Em Uma estranha moléstia, após uma erudita explanação sobre as patologias do universo bibliológico, e seus exemplos ao longo da história, o narrador conta, na primeira pessoa, a compulsão da qual se tornou refém: a de ler, de trás para frente, tudo o que lhe diziam. Experiência adotada inicialmente como um método terapêutico que permitiria apagar da memória todos os grandes livros para poder reviver o prazer de reencontrá-los, mas que se propaga, como epidemia, levando todos ao perpétuo esquecimento.

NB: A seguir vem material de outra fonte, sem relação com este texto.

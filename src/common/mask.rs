use std::ops::Deref;

use tracing::debug;

use super::error::{QRError, QRResult};
use super::metadata::Color;
use super::tables::SpecTables;
use crate::builder::QR;

#[derive(Debug, PartialEq, Eq, Copy, Clone, PartialOrd, Ord, Hash)]
pub struct MaskPattern(u8);

impl MaskPattern {
    pub fn new(pattern: u8) -> QRResult<Self> {
        if pattern < 8 {
            Ok(Self(pattern))
        } else {
            Err(QRError::InvalidMaskingPattern)
        }
    }

    pub fn all() -> impl Iterator<Item = MaskPattern> {
        (0..8).map(MaskPattern)
    }
}

impl Deref for MaskPattern {
    type Target = u8;
    fn deref(&self) -> &Self::Target {
        &self.0
    }
}

mod mask_functions {
    pub fn checkerboard(r: i16, c: i16) -> bool {
        (r + c) & 1 == 0
    }

    pub fn horizontal_lines(r: i16, _: i16) -> bool {
        r & 1 == 0
    }

    pub fn vertical_lines(_: i16, c: i16) -> bool {
        c % 3 == 0
    }

    pub fn diagonal_lines(r: i16, c: i16) -> bool {
        (r + c) % 3 == 0
    }

    pub fn large_checkerboard(r: i16, c: i16) -> bool {
        ((r >> 1) + (c / 3)) & 1 == 0
    }

    pub fn fields(r: i16, c: i16) -> bool {
        let p = r as i32 * c as i32;
        (p & 1) + (p % 3) == 0
    }

    pub fn diamonds(r: i16, c: i16) -> bool {
        let p = r as i32 * c as i32;
        ((p & 1) + (p % 3)) & 1 == 0
    }

    pub fn meadow(r: i16, c: i16) -> bool {
        let p = r as i32 * c as i32;
        (((r + c) as i32 & 1) + (p % 3)) & 1 == 0
    }
}

impl MaskPattern {
    pub fn mask_function(self) -> fn(i16, i16) -> bool {
        match *self {
            0b000 => mask_functions::checkerboard,
            0b001 => mask_functions::horizontal_lines,
            0b010 => mask_functions::vertical_lines,
            0b011 => mask_functions::diagonal_lines,
            0b100 => mask_functions::large_checkerboard,
            0b101 => mask_functions::fields,
            0b110 => mask_functions::diamonds,
            0b111 => mask_functions::meadow,
            _ => unreachable!("Mask pattern is validated on construction"),
        }
    }
}

// Mask selection
//------------------------------------------------------------------------------

/// Masked copy of `qr` with its format information drawn.
pub fn mask_candidate(qr: &QR, mask: MaskPattern, tables: &SpecTables) -> QRResult<QR> {
    let mut candidate = qr.clone();
    candidate.apply_mask(mask)?;
    candidate.draw_format_info(tables)?;
    Ok(candidate)
}

/// Builds all eight candidates and keeps the one with the lowest penalty, the lowest pattern
/// winning ties.
pub fn apply_best_mask(qr: &QR, tables: &SpecTables) -> QRResult<QR> {
    let candidates = MaskPattern::all()
        .map(|m| {
            let candidate = mask_candidate(qr, m, tables)?;
            let penalty = compute_total_penalty(&candidate);
            debug!(mask = *m, penalty, "Scored mask candidate");
            Ok((candidate, penalty))
        })
        .collect::<QRResult<Vec<_>>>()?;

    candidates
        .into_iter()
        .min_by_key(|(_, penalty)| *penalty)
        .map(|(qr, _)| qr)
        .ok_or(QRError::InvariantViolation("no mask candidate"))
}

// Penalty
//------------------------------------------------------------------------------

pub fn compute_total_penalty(qr: &QR) -> u32 {
    let adj_pen = compute_adjacent_penalty(qr);
    let blk_pen = compute_block_penalty(qr);
    let fp_pen_h = compute_finder_pattern_penalty(qr, true);
    let fp_pen_v = compute_finder_pattern_penalty(qr, false);
    let bal_pen = compute_balance_penalty(qr);
    adj_pen + blk_pen + fp_pen_h + fp_pen_v + bal_pen
}

// Runs of 5 or more same colored modules in a row or column score 3, plus 1 per extra module
fn compute_adjacent_penalty(qr: &QR) -> u32 {
    let mut pen = 0;
    let w = qr.width();
    let mut cols = vec![(Color::Dark, 0); w];
    for r in 0..w {
        let mut last = Color::Dark;
        let mut consec_row_len = 0;
        for (c, col) in cols.iter_mut().enumerate() {
            let clr = *qr.get(r as i16, c as i16);
            if c == 0 || last != clr {
                last = clr;
                consec_row_len = 0;
            }
            consec_row_len += 1;
            pen += run_penalty(consec_row_len);

            if r == 0 || col.0 != clr {
                col.0 = clr;
                col.1 = 0;
            }
            col.1 += 1;
            pen += run_penalty(col.1);
        }
    }
    pen
}

fn run_penalty(len: u32) -> u32 {
    match len {
        5 => 3,
        6.. => 1,
        _ => 0,
    }
}

fn compute_block_penalty(qr: &QR) -> u32 {
    let mut pen = 0;
    let w = qr.width() as i16;
    for r in 0..w - 1 {
        for c in 0..w - 1 {
            let clr = *qr.get(r, c);
            if clr == *qr.get(r + 1, c) && clr == *qr.get(r, c + 1) && clr == *qr.get(r + 1, c + 1)
            {
                pen += 3;
            }
        }
    }
    pen
}

// Every window matching 1:1:3:1:1 with 4 light modules on either side
fn compute_finder_pattern_penalty(qr: &QR, is_hor: bool) -> u32 {
    let mut pen = 0;
    let w = qr.width() as i16;
    let len = FINDER_LIKE_PATTERN.len() as i16;
    for i in 0..w {
        let get = |j: i16| if is_hor { *qr.get(i, j) } else { *qr.get(j, i) };
        for j in 0..=w - len {
            let window = (j..j + len).map(get);
            if window.clone().eq(FINDER_LIKE_PATTERN.iter().copied())
                || window.eq(FINDER_LIKE_PATTERN.iter().rev().copied())
            {
                pen += 40;
            }
        }
    }
    pen
}

// Distance of the dark ratio from 50%, in 5% steps, using the closer of the two bracketing
// multiples of 5
fn compute_balance_penalty(qr: &QR) -> u32 {
    let w = qr.width();
    let ratio = (qr.count_dark_modules() * 100 / (w * w)) as i32;
    balance_penalty(ratio)
}

fn balance_penalty(ratio: i32) -> u32 {
    let lo = ratio - ratio % 5;
    let hi = lo + 5;
    let steps = ((lo - 50).abs() / 5).min((hi - 50).abs() / 5);
    steps as u32 * 10
}


// Global constants
//------------------------------------------------------------------------------

static FINDER_LIKE_PATTERN: [Color; 11] = [
    Color::Dark,
    Color::Light,
    Color::Dark,
    Color::Dark,
    Color::Dark,
    Color::Light,
    Color::Dark,
    Color::Light,
    Color::Light,
    Color::Light,
    Color::Light,
];
use super::galois::Gf256;
use super::poly::{Notation, Polynomial};
use crate::common::error::QRResult;

/// Generator polynomial for `ecc_len` codewords, the product of `(x + alpha^i)` for
/// `i` in `0..ecc_len`, in exponent notation.
pub fn generator_polynomial(ecc_len: usize, gf: &Gf256) -> QRResult<Polynomial> {
    debug_assert!(ecc_len > 0, "Generator needs at least one factor");

    let mut gen = Polynomial::new(vec![0, 0], Notation::Exponent);
    for i in 1..ecc_len {
        let factor = Polynomial::new(vec![i as u8, 0], Notation::Exponent);
        gen = gen.mul(&factor, gf)?;
    }
    Ok(gen)
}
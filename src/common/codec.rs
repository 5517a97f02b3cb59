use tracing::{debug, error};

use super::bitstream::BitStream;
use super::error::{QRError, QRResult};
use super::metadata::Metadata;
use super::tables::MODE_INDICATOR_BITS;

// Segment
//------------------------------------------------------------------------------

#[derive(Debug, Clone, PartialEq, Eq)]
struct Segment<'a> {
    len_bits: usize, // Bit len of char count
    data: &'a [u8],  // Reference to raw data
}

impl<'a> Segment<'a> {
    pub fn new(len_bits: usize, data: &'a [u8]) -> Self {
        Self { len_bits, data }
    }

    pub fn bit_len(&self) -> usize {
        MODE_INDICATOR_BITS + self.len_bits + (self.data.len() << 3)
    }
}

// Encoder
//------------------------------------------------------------------------------

/// Assembles the data codewords for `data`: mode indicator, character count, payload bytes,
/// terminator and padding, totalling exactly `meta.required_bits`.
pub fn encode_payload(data: &[u8], meta: &Metadata) -> QRResult<BitStream> {
    if data.len() > meta.capacity {
        return Err(QRError::DataTooLong);
    }

    let seg = Segment::new(meta.cci_bits, data);
    debug!(bits = seg.bit_len(), required = meta.required_bits, "Encoding byte segment");

    let mut out = BitStream::new(meta.required_bits);
    push_segment(&seg, &mut out);
    pad_to_required(&mut out, meta.required_bits)?;
    Ok(out)
}

fn push_segment(seg: &Segment, out: &mut BitStream) {
    out.push_bits(BYTE_MODE_INDICATOR, MODE_INDICATOR_BITS);
    let char_cnt = seg.data.len();
    debug_assert!(
        char_cnt < (1 << seg.len_bits),
        "Char count exceeds bit length: Char count {char_cnt}, Char count bits {}",
        seg.len_bits
    );
    out.push_bits(char_cnt as u16, seg.len_bits);
    out.extend(seg.data);
}

/// Writes the terminator, aligns to a byte and fills with alternating pad codewords.
///
/// The terminator is at most 4 zero bits. Alignment bits are physical only, so a stream still
/// short and off a byte boundary afterwards cannot be padded.
fn pad_to_required(out: &mut BitStream, required: usize) -> QRResult<()> {
    if out.len() > required {
        error!(len = out.len(), required, "Stream overran its capacity");
        return Err(QRError::InvariantViolation("bit stream longer than capacity"));
    }

    let missing = required - out.len();
    if missing > 0 {
        out.push_bits(0u8, missing.min(4));
        out.flush();
    }

    if out.len() < required {
        if !out.is_byte_aligned() {
            error!(len = out.len(), required, "Stream not byte aligned before padding");
            return Err(QRError::InvariantViolation("bit stream not byte aligned before padding"));
        }
        let pad_cnt = (required - out.len()) >> 3;
        PADDING_CODEWORDS.iter().cycle().take(pad_cnt).for_each(|pc| out.push_bits(*pc, 8));
    }

    if out.len() != required {
        error!(len = out.len(), required, "Stream length mismatch after padding");
        return Err(QRError::InvariantViolation("bit stream length mismatch after padding"));
    }
    Ok(())
}


// Global constants
//------------------------------------------------------------------------------

static BYTE_MODE_INDICATOR: u8 = 0b0100;

pub static PADDING_CODEWORDS: [u8; 2] = [0b1110_1100, 0b0001_0001];
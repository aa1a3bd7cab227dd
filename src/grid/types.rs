use std::collections::BTreeMap;

use ndarray::Array3;

use super::calendar::MONTHS_PER_YEAR;
use super::{FieldError, GridField, GridShape};
use crate::bias::CorrectionKind;

/// A field with exactly one step per calendar month, January first.
#[derive(Debug, Clone, PartialEq)]
pub struct MonthlyClimatology(GridField);

impl MonthlyClimatology {
    pub fn new(field: GridField) -> Result<Self, FieldError> {
        let steps = field.shape().steps;
        if steps != MONTHS_PER_YEAR {
            return Err(FieldError::NotAClimatology {
                variable: field.variable_name().to_string(),
                steps,
            });
        }
        Ok(Self(field))
    }

    pub fn field(&self) -> &GridField {
        &self.0
    }

    pub fn into_field(self) -> GridField {
        self.0
    }

    /// Repeat the climatology `years` times into a monthly time series.
    pub fn tile(&self, years: usize) -> TimeSeries {
        let shape = self.0.shape();
        let values = Array3::from_shape_fn((years * MONTHS_PER_YEAR, shape.lat, shape.lon), |(t, y, x)| {
            self.0.values()[[t % MONTHS_PER_YEAR, y, x]]
        });
        let time = (0..years * MONTHS_PER_YEAR).map(|t| t as f64).collect();
        TimeSeries(
            self.0
                .derive(self.0.variable_name(), self.0.units(), values, time),
        )
    }
}

/// Whole years of monthly data in chronological order. Step 0 is January.
#[derive(Debug, Clone, PartialEq)]
pub struct TimeSeries(GridField);

impl TimeSeries {
    pub fn new(field: GridField) -> Result<Self, FieldError> {
        let steps = field.shape().steps;
        if steps % MONTHS_PER_YEAR != 0 {
            return Err(FieldError::IncompleteYear {
                variable: field.variable_name().to_string(),
                steps,
            });
        }
        Ok(Self(field))
    }

    pub fn field(&self) -> &GridField {
        &self.0
    }

    pub fn into_field(self) -> GridField {
        self.0
    }

    pub fn years(&self) -> usize {
        self.0.shape().steps / MONTHS_PER_YEAR
    }
}

/// Monthly bias together with the operator needed to remove it again.
#[derive(Debug, Clone, PartialEq)]
pub struct BiasField {
    climatology: MonthlyClimatology,
    kind: CorrectionKind,
}

impl BiasField {
    pub fn new(climatology: MonthlyClimatology, kind: CorrectionKind) -> Self {
        Self { climatology, kind }
    }

    pub fn kind(&self) -> CorrectionKind {
        self.kind
    }

    pub fn climatology(&self) -> &MonthlyClimatology {
        &self.climatology
    }

    pub fn field(&self) -> &GridField {
        self.climatology.field()
    }
}

/// Monthly climatology of the day-to-day standard deviation of
/// precipitation, in mm/day.
#[derive(Debug, Clone, PartialEq)]
pub struct StdDevClimatology(MonthlyClimatology);

impl StdDevClimatology {
    pub fn new(field: GridField) -> Result<Self, FieldError> {
        let climatology = MonthlyClimatology::new(field)?;
        let units = climatology.field().units();
        if !units.is_empty() && climatology.field().unit() != super::Unit::MmPerDay {
            return Err(FieldError::UnsupportedUnits {
                variable: climatology.field().variable_name().to_string(),
                units: units.to_string(),
                expected: "a daily precipitation standard deviation (mm/day)",
            });
        }
        Ok(Self(climatology))
    }

    pub fn field(&self) -> &GridField {
        self.0.field()
    }
}

/// Integer number of wet days per grid cell and month.
#[derive(Debug, Clone, PartialEq)]
pub struct WetDayField {
    values: Array3<i32>,
    time: Vec<f64>,
    lat: Vec<f64>,
    lon: Vec<f64>,
}

impl WetDayField {
    pub const VARIABLE_NAME: &'static str = "wet_days";

    pub const FILL_VALUE: i32 = -9999;

    pub(crate) fn new(values: Array3<i32>, template: &GridField) -> Self {
        Self {
            values,
            time: template.time().to_vec(),
            lat: template.lat().to_vec(),
            lon: template.lon().to_vec(),
        }
    }

    pub fn values(&self) -> &Array3<i32> {
        &self.values
    }

    pub fn shape(&self) -> GridShape {
        let (steps, lat, lon) = self.values.dim();
        GridShape { steps, lat, lon }
    }

    /// Float field on the same grid, fill cells kept as fill.
    pub fn to_field(&self) -> GridField {
        GridField::from_parts(
            Self::VARIABLE_NAME,
            "days",
            Some(Self::FILL_VALUE as f64),
            self.values.mapv(|v| v as f64),
            self.time.clone(),
            self.lat.clone(),
            self.lon.clone(),
            BTreeMap::new(),
        )
    }
}
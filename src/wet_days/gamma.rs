use statrs::distribution::{ContinuousCDF, Gamma, Normal};

/// Substituted for a mean or standard deviation of zero [mm/day].
pub const GAMMA_EPSILON: f64 = 1e-8;

/// Shape above which the gamma distribution is replaced by a normal one with
/// the same mean and standard deviation.
pub const NORMAL_APPROX_SHAPE: f64 = 1e6;

/// Probability that a day stays below `threshold` when daily precipitation
/// follows a gamma distribution with the given mean and standard deviation.
///
/// Returns NaN if no distribution can be built from the inputs.
pub fn dry_day_probability(threshold: f64, mean_daily: f64, std_daily: f64) -> f64 {
    let mean = guard(mean_daily);
    let std = guard(std_daily);
    let variance = std * std;

    let shape = mean * mean / variance;
    if shape > NORMAL_APPROX_SHAPE {
        return Normal::new(mean, std)
            .map(|n| n.cdf(threshold))
            .unwrap_or(f64::NAN);
    }

    // statrs is parameterized by rate, the inverse of the scale std²/mean.
    let rate = mean / variance;
    Gamma::new(shape, rate)
        .map(|g| g.cdf(threshold))
        .unwrap_or(f64::NAN)
}

fn guard(value: f64) -> f64 {
    if value.is_nan() {
        value
    } else {
        value.max(GAMMA_EPSILON)
    }
}
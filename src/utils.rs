use tracing::info;

use crate::grid::GridField;

#[derive(Debug, Clone, Copy, PartialEq)]
pub struct FieldStatistics {
    pub min: f64,
    pub max: f64,
    pub mean: f64,
    pub valid: usize,
    pub total: usize,
}

/// Min, max and mean over the cells of `field` that are not missing.
/// `None` if every cell is missing.
pub fn field_statistics(field: &GridField) -> Option<FieldStatistics> {
    let valid_values: Vec<f64> = field
        .values()
        .iter()
        .copied()
        .filter(|&v| !field.is_missing(v))
        .collect();

    if valid_values.is_empty() {
        return None;
    }

    Some(FieldStatistics {
        min: valid_values.iter().fold(f64::INFINITY, |a, &b| a.min(b)),
        max: valid_values.iter().fold(f64::NEG_INFINITY, |a, &b| a.max(b)),
        mean: valid_values.iter().sum::<f64>() / valid_values.len() as f64,
        valid: valid_values.len(),
        total: field.values().len(),
    })
}

pub fn log_field_statistics(field: &GridField) {
    match field_statistics(field) {
        Some(stats) => info!(
            variable = field.variable_name(),
            units = field.units(),
            min = stats.min,
            max = stats.max,
            mean = stats.mean,
            "valid cells: {} / {} ({:.1}%)",
            stats.valid,
            stats.total,
            100.0 * stats.valid as f64 / stats.total as f64
        ),
        None => info!(variable = field.variable_name(), "no valid cells"),
    }
}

No conto Moribundo, com exemplar estilo machadiano, um homem rico, em estado de coma, num leito de hospital, narra com ironia e desdém as escaramuças verificadas entre a filha mais velha e o seu provável substituto na presidência da empresa, em torno da decisão de desligar ou não os aparelhos que o mantêm vivo. Diz ele: “Nova reunião está marcada. Detalhe: será diante de meu pré-cadáver. Leda não admite ausentar-se do local; teme sabotagem hospitalar. Há muita grana em jogo e ninguém merece confiança; nem eu. Em mais de uma oportunidade, olhou firmemente minha carcaça estendida na cama e murmurou, em tom de apelo e ordem: ‘Não me morra, não me morra!'”
E, ainda na vertente do humor negro, três textos se destacam entre outras jóias do gênero:
A árvore genealógica, em que se conta as desventuras de um homem que enlouquece após ver frustrado seu projeto de vida: o de, na pesquisa de sua árvore genealógica, “sondar o passado, conhecer a própria origem, vislumbrar traços de nobreza perdidos no tempo, que o ajudassem a dar sentido, estima e amplitude a seu modesto presente de suburbano aposentado”.
A encomenda, em que um escritor brasileiro, em Roma, confunde-se no envio de dois pacotes para o Brasil: um deles contendo as cinzas de uma velha senhora, mãe de uma amiga sua; e outro contendo orégano italiano, solicitado pela mulher do seu editor. Curiosa peça de humor cuja descrição da trama, aqui, não faria jus ao estilo do autor. E, finalmente, encerrando o volume, o conto Glub, Glub, Glub…, no qual são narradas tragédias testemunhadas pelo narrador, sempre que, mergulhado em reflexões aquáticas, ouve uma determinada frase, proferida pelo seu amigo, pouco antes de morrer afogado na Lagoa Rodrigo de Freitas: Água é vida, fonte de toda a existência. “Após a frase, engoliu vida, isto é, água, até sucumbir nas profundezas geladas da Lagoa, como um entulho inflado. Vida, em excesso, mata, foi uma das minhas muitas e absolutamente inúteis reflexões, entre uma braçada e outra, na seqüência da frase derradeira”.
Em todos os textos do volume, Ruy Fabiano imprime o seu talento de contista, cronista e ensaísta, gêneros que muitas vezes se entrecruzam e se amalgamam, marcados, sempre, pela dose certa de erudição, ironia, humor, crítica social e, sempre, a reflexão, às vezes amarga, às vezes esperançosa, sobre os misteriosos desígnios da vida e da morte, com tudo que há de permeio.